Although faithful Christians know that “to depart and be with Christ is far better”, we patiently choose to remain until our work on earth is done and our Lord calls us home. Glory awaits those who wait patiently.
I was recently taken aback to read that medical assistance-in-dying (MAID) was performed in a church in Manitoba. MAID, more properly referred to as physician-assisted suicide or voluntary euthanasia, is the act of deliberately causing the patient’s death upon their considered request. Since it was legalized in 2016, the frequency of death by MAID has grown rapidly as Canadian society becomes more aware of and accustomed to the procedure. Eligibility for MAID continues to expand; adults with disabilities are eligible to have their lives ended, even if they are not dying, and we may soon see death being offered to those struggling with mental illness and to children.
Those who are persuaded that ending the patient is an effective and appropriate intervention for serious suffering will be hard pressed to find a form of suffering for which MAID is not an appropriate consideration.
To read of MAID being performed in a church, though, seems to elevate it to a whole new level of acceptance and celebration. Family and friends were present to give their love and goodbyes. They sang a hymn together and the grandchildren sang for their grandmother one last time. Death was faced and embraced. They called it a “crossing over” ceremony, a hopeful term portent with anticipation of continued existence beyond this life.
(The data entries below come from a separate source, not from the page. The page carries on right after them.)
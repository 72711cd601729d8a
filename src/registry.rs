/// Declares a closed set of named styles.
///
/// Each registry is a plain `Copy` enum with its user-facing name, the full
/// list of variants (so a host UI can offer the valid choices), and a parser
/// that falls back to the registry default for unknown names instead of
/// failing. Serde goes through the same names.
macro_rules! named_registry {
    (
        $(#[$meta:meta])*
        $vis:vis enum $name:ident (default $default:ident) {
            $( $(#[$vmeta:meta])* $variant:ident => $label:literal, )+
        }
    ) => {
        $(#[$meta])*
        #[derive(Clone, Copy, PartialEq, Eq, Hash, Debug, serde::Serialize, serde::Deserialize)]
        #[serde(from = "String", into = "String")]
        $vis enum $name {
            $( $(#[$vmeta])* $variant, )+
        }

        impl $name {
            /// Every registered variant, in registration order.
            pub const ALL: &'static [$name] = &[ $( $name::$variant, )+ ];

            /// The variant unknown names resolve to.
            pub const DEFAULT: $name = $name::$default;

            /// The registered name of this variant.
            pub fn name(self) -> &'static str {
                match self {
                    $( $name::$variant => $label, )+
                }
            }

            /// All registered names.
            pub fn names() -> impl Iterator<Item = &'static str> {
                Self::ALL.iter().map(|v| v.name())
            }

            /// Exact lookup; `None` for unregistered names.
            pub fn lookup(name: &str) -> Option<Self> {
                Self::ALL.iter().copied().find(|v| v.name() == name)
            }

            /// Lookup with the soft fallback to [`Self::DEFAULT`].
            pub fn from_name(name: &str) -> Self {
                Self::lookup(name).unwrap_or_else(|| {
                    log::warn!(
                        "unknown {} {:?}, using {:?}",
                        stringify!($name),
                        name,
                        Self::DEFAULT.name()
                    );
                    Self::DEFAULT
                })
            }
        }

        impl Default for $name {
            fn default() -> Self {
                Self::DEFAULT
            }
        }

        impl From<String> for $name {
            fn from(name: String) -> Self {
                Self::from_name(&name)
            }
        }

        impl From<$name> for String {
            fn from(value: $name) -> Self {
                value.name().to_string()
            }
        }

        impl core::fmt::Display for $name {
            fn fmt(&self, f: &mut core::fmt::Formatter<'_>) -> core::fmt::Result {
                f.write_str(self.name())
            }
        }
    };
}

pub(crate) use named_registry;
In some ways, this all sounds very Christian, and it raises important questions for Christians who are contemplating death. If church is the place where we worship our Maker, might it not also be a good place to choose to meet our Maker? Can faithful Christians “baptize” MAID to make it an act of religious worship in the house of God? At the very least, can we accept that MAID might be permissible for some Christians, a matter of indifference and personal choice?
We cannot. Beneath a veneer of compassion and respect, and despite the sincere intentions of those involved, MAID constitutes a profound violation of human dignity and value and an affront to the high status granted to us by our Creator. It’s easy to forget this when our culture seems to wholeheartedly embrace MAID as moral progress. So must we remind ourselves of the true nature and depth of human value.
For a start, we must remind ourselves of the distinction between extrinsic and intrinsic human value. Extrinsic value derives from what you can do, whereas intrinsic value derives simply from who you are. Extrinsic value depends on your usefulness, whereas intrinsic value is unconditional. Things that we can buy or sell have extrinsic value; things with intrinsic value are priceless. With this distinction in mind, we may consider some reasons why faithful Christians and faithful churches cannot opt for MAID.
First, Christianity affirms the intrinsic value of the human person but the practice of MAID denies it.
As creatures formed in the “image and likeness of God”, we are “crowned with glory and honour” and made “ruler over the works of [God’s] hands.” Our value is so profound that God is intimately and directly aware of us and our needs (“even the hairs of your head are all numbered”) and, shockingly, He gave his only Son in order to redeem us. If love is “value in action”, then behold what love and behold what value Gods find in us! And all this love comes to us unconditionally, irrespective of our abilities. Indeed, this love comes to us in spite of our lack of usefulness to God, our failure and inability to adequately worship and glorify him. The gospel reminds us that we have deep, incalculable, inherent, and intrinsic value.